PENGATURAN JURISDIKSI
Australia memberi kewenangan untuk menuntut seseorang dimanapun berada yang menyerang komputer di wilayah Australia. USA : tidak hanya dapat menuntut setiap orang asing yang menyerang komputer-komputer di USA, tetapi juga orang Amerika yang menyerang komputer di negara-negara lain. Dari ketentuan demikian terlihat, bahwa komputer dipandang sebagai kepentingan nasional dan sekaligus kepentingan internasional yang sepatutnya dilindungi, dan oleh karena itu terkesan dianut asas ubikuitas (the principle of ubiquity) atau asas omnipresence (ada di mana-mana). Prinsip ubikuitas adalah prinsip yang menyatakan, bahwa delik-delik yang dilakukan/terjadi sebagian di wilayah territorial negara dan sebagian di luar territorial suatu negara, harus dapat dibawa ke dalam jurisdiksi setiap negara yang terkait.
Ketentuan no. 1 jelas memuat asas territorialitas. No. 2 mengandung asas ekstra territorial (di luar Indonesia), namun juga mengandung asas territorialitas & asas ubikuitas.
TEORI YURISDIKSI
1. theory of the uploader and the downloader; 2. theory the law of the server, 3. the theory of international spaces. Ad 1 : The theory of the uploader and the downloader. Berdasarkan teori ini, suatu negara dapat melarang dalam wilayahnya, kegiatan uploading dan downloading yang diperkirakan dapat bertentangan dengan kepentingannya. Misalnya, suatu negara dapat melarang setiap orang untuk uploading kegiatan perjudian atau kegiatan perusakan lainnya dalam wilayah negara, dan melarang setiap orang dalam wilayahnya untuk downloading kegiatan perjudian tersebut. Kota Minnesota di Amerika Serikat adalah salah satu negara bagian pertama yang menggunakan jurisdiksi ini.

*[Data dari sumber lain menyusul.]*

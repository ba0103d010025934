//! Post detail page.

use maud::{Markup, html};
use terasu_core::Post;
use terasu_core::portable_text::extract_headings;

use super::PageContext;
use super::body::render_body;
use super::components::{PageMeta, category_badge, format_date, page_shell, tag_chip};
use super::toc;

const HERO_WIDTH: u32 = 800;
const HERO_HEIGHT: u32 = 400;

/// Share targets as `(label, aria label, url)`.
pub fn share_links(page_url: &str, title: &str) -> [(&'static str, &'static str, String); 3] {
    let url = urlencoding::encode(page_url);
    let text = urlencoding::encode(title);
    [
        (
            "𝕏",
            "𝕏でシェア",
            format!("https://x.com/intent/tweet?url={url}&text={text}"),
        ),
        (
            "Facebook",
            "Facebookでシェア",
            format!("https://www.facebook.com/sharer/sharer.php?u={url}"),
        ),
        (
            "はてな",
            "はてなブックマークでシェア",
            format!("https://b.hatena.ne.jp/entry/{url}"),
        ),
    ]
}

/// Render `/blog/{slug}`.
pub fn post_page(ctx: &PageContext<'_>, post: &Post) -> Markup {
    let title = ctx.title(&post.title);
    let description = post
        .excerpt
        .clone()
        .filter(|e| !e.trim().is_empty())
        .unwrap_or_else(|| format!("{}についての記事です。", post.title));
    let hero = post
        .image
        .as_ref()
        .and_then(|img| ctx.images.url(img, HERO_WIDTH, HERO_HEIGHT).map(|url| (url, img)));
    let blocks = post.body.as_deref().unwrap_or_default();
    let headings = extract_headings(blocks);
    let page_url = ctx.canonical_url();
    let updated = post.updated_at.filter(|_| post.was_updated());

    let meta = PageMeta {
        title: &title,
        description: &description,
        og_type: "article",
        image: hero.as_ref().map(|(url, _)| url.as_str()),
    };

    let body = html! {
        a class="back-link" href="/blog" { "← ブログ一覧に戻る" }
        div class="layout-sidebar" {
            article {
                header class="post-header" {
                    @if let Some((url, img)) = &hero {
                        img class="post-hero" src=(url)
                            alt=(img.alt.as_deref().unwrap_or(&post.title))
                            width=(HERO_WIDTH) height=(HERO_HEIGHT);
                    }
                    @if post.draft || !post.categories.is_empty() {
                        div class="badges" {
                            @if post.draft {
                                span class="draft-badge" { "下書き" }
                            }
                            @for category in &post.categories {
                                (category_badge(category))
                            }
                        }
                    }
                    h1 class="post-title" { (post.title) }
                    @if let Some(excerpt) = &post.excerpt {
                        p class="post-excerpt" { (excerpt) }
                    }
                    div class="post-meta" {
                        @if let Some(date) = post.published_at {
                            span {
                                "公開日: "
                                time datetime=(date.to_rfc3339()) { (format_date(date)) }
                            }
                        }
                        @if let Some(date) = updated {
                            span {
                                "更新日: "
                                time datetime=(date.to_rfc3339()) { (format_date(date)) }
                            }
                        }
                    }
                    @if !post.tags.is_empty() {
                        div class="badges" {
                            @for tag in &post.tags {
                                (tag_chip(tag))
                            }
                        }
                    }
                }

                div class="prose" {
                    (render_body(blocks, ctx.images, Some(&headings)))
                }

                div class="share" {
                    span { "この記事をシェア:" }
                    @for (label, aria, href) in share_links(&page_url, &post.title) {
                        a href=(href) aria-label=(aria) target="_blank" rel="noopener noreferrer" { (label) }
                    }
                }

                p class="more" {
                    a class="button-outline" href="/blog" { "他の記事を読む" }
                }
            }
            aside class="sidebar" {
                (toc::sidebar(&headings))
            }
        }
    };

    page_shell(ctx, meta, body)
}
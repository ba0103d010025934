//! Draft-mode endpoints and the per-request draft-mode extractor.
//!
//! - `GET /api/preview`: validates a studio preview secret, then enables draft
//!   mode and redirects to the previewed path.
//! - `GET /api/draft`: enables draft mode with the configured shared secret.
//! - `GET /api/disable-preview`: clears draft mode.

use std::convert::Infallible;

use axum::extract::{FromRequestParts, Query, State};
use axum::http::header;
use axum::http::request::Parts;
use axum::response::{IntoResponse, Redirect, Response};
use chrono::Utc;
use serde::Deserialize;
use terasu_core::DraftMode;
use terasu_core::draft::{disable_cookie, enable_cookie, secrets_match};

use crate::error::SiteError;
use crate::state::AppState;

/// Draft mode of the current request, read from the signed `draftMode` cookie.
#[derive(Debug, Clone, Copy, Default)]
pub struct Draft(pub DraftMode);

impl FromRequestParts<AppState> for Draft {
    type Rejection = Infallible;

    async fn from_request_parts(
        parts: &mut Parts,
        state: &AppState,
    ) -> Result<Self, Self::Rejection> {
        let now = Utc::now();
        let enabled = parts
            .headers
            .get_all(header::COOKIE)
            .iter()
            .filter_map(|value| value.to_str().ok())
            .any(|cookies| {
                DraftMode::from_cookie_header(cookies, &state.draft_signer, now).is_enabled()
            });
        Ok(Self(if enabled {
            DraftMode::Enabled
        } else {
            DraftMode::Disabled
        }))
    }
}

/// Only same-site paths are valid redirect targets.
fn root_relative(path: &str) -> Option<&str> {
    let path = path.trim();
    (path.starts_with('/') && !path.starts_with("//") && !path.contains('\\')).then_some(path)
}

/// Percent-encodes everything outside printable ASCII so the target is a
/// valid `Location` value. Existing escapes and URL delimiters are kept.
fn location(path: &str) -> String {
    let mut out = String::with_capacity(path.len());
    let mut buf = [0u8; 4];
    for c in path.chars() {
        if c.is_ascii_graphic() {
            out.push(c);
        } else {
            out.push_str(&urlencoding::encode(c.encode_utf8(&mut buf)));
        }
    }
    out
}

fn enable_and_redirect(state: &AppState, target: &str) -> Response {
    let value = state.draft_signer.issue(Utc::now());
    (
        [(header::SET_COOKIE, enable_cookie(&value))],
        Redirect::temporary(&location(target)),
    )
        .into_response()
}

#[derive(Debug, Deserialize)]
pub struct PreviewParams {
    #[serde(rename = "sanity-preview-secret")]
    secret: Option<String>,
    #[serde(rename = "sanity-preview-pathname")]
    pathname: Option<String>,
}

/// `GET /api/preview`
pub async fn preview(
    State(state): State<AppState>,
    Query(params): Query<PreviewParams>,
) -> Result<Response, SiteError> {
    let Some(candidate) = params.secret.as_deref().filter(|s| !s.is_empty()) else {
        return Err(SiteError::Unauthorized("missing preview secret".into()));
    };

    let found = match state.store.preview_secret(candidate).await {
        Ok(found) => found,
        Err(err @ terasu_core::Error::MissingToken(_)) => {
            tracing::error!(error = %err, "cannot validate preview secret");
            return Err(SiteError::Unauthorized("preview secret lookup unavailable".into()));
        }
        Err(err) => return Err(err.into()),
    };

    let valid = found.is_some_and(|s| s.accepts(candidate, Utc::now()));
    if !valid {
        return Err(SiteError::Unauthorized(
            "unknown or expired preview secret".into(),
        ));
    }

    let target = params
        .pathname
        .as_deref()
        .and_then(root_relative)
        .unwrap_or("/");
    tracing::info!(target = %target, "draft mode enabled via preview secret");
    Ok(enable_and_redirect(&state, target))
}

#[derive(Debug, Deserialize)]
pub struct EnableParams {
    slug: Option<String>,
    path: Option<String>,
    secret: Option<String>,
}

/// `GET /api/draft`
pub async fn enable(
    State(state): State<AppState>,
    Query(params): Query<EnableParams>,
) -> Result<Response, SiteError> {
    let Some(expected) = state.config.draft_mode_secret.as_deref() else {
        return Err(SiteError::Unauthorized(
            "DRAFT_MODE_SECRET is not configured".into(),
        ));
    };
    let candidate = params.secret.as_deref().unwrap_or_default();
    if !secrets_match(expected, candidate) {
        return Err(SiteError::Unauthorized("draft secret mismatch".into()));
    }

    let target = match (params.slug.as_deref(), params.path.as_deref()) {
        (Some(slug), _) if !slug.trim().is_empty() => {
            format!("/blog/{}", urlencoding::encode(slug.trim()))
        }
        (_, Some(path)) => root_relative(path).unwrap_or("/").to_string(),
        _ => "/".to_string(),
    };
    tracing::info!(target = %target, "draft mode enabled");
    Ok(enable_and_redirect(&state, &target))
}

/// `GET /api/disable-preview`
pub async fn disable() -> Response {
    tracing::info!("draft mode disabled");
    (
        [(header::SET_COOKIE, disable_cookie())],
        Redirect::temporary("/"),
    )
        .into_response()
}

Ad 2 : Theory the law of the server. Pendekatan ini memperlakukan server dimana webpages secara fisik berlokasi, yaitu dimana mereka dicatat sebagai data elektronik. Menurut teori ini sebuah webpages yang berlokasi di server pada Stanford University tunduk pada hukum California. Namun teori ini akan sulit digunakan apabila uploader berada dalam jurisdiksi asing. Ad 3 : The theory of international spaces. Ruang cyber dianggap sebagai the fourth space. Yang menjadi analogi adalah tidak terletak pada kesamaan fisik, melainkan pada sifat internasional, yakni sovereignless quality.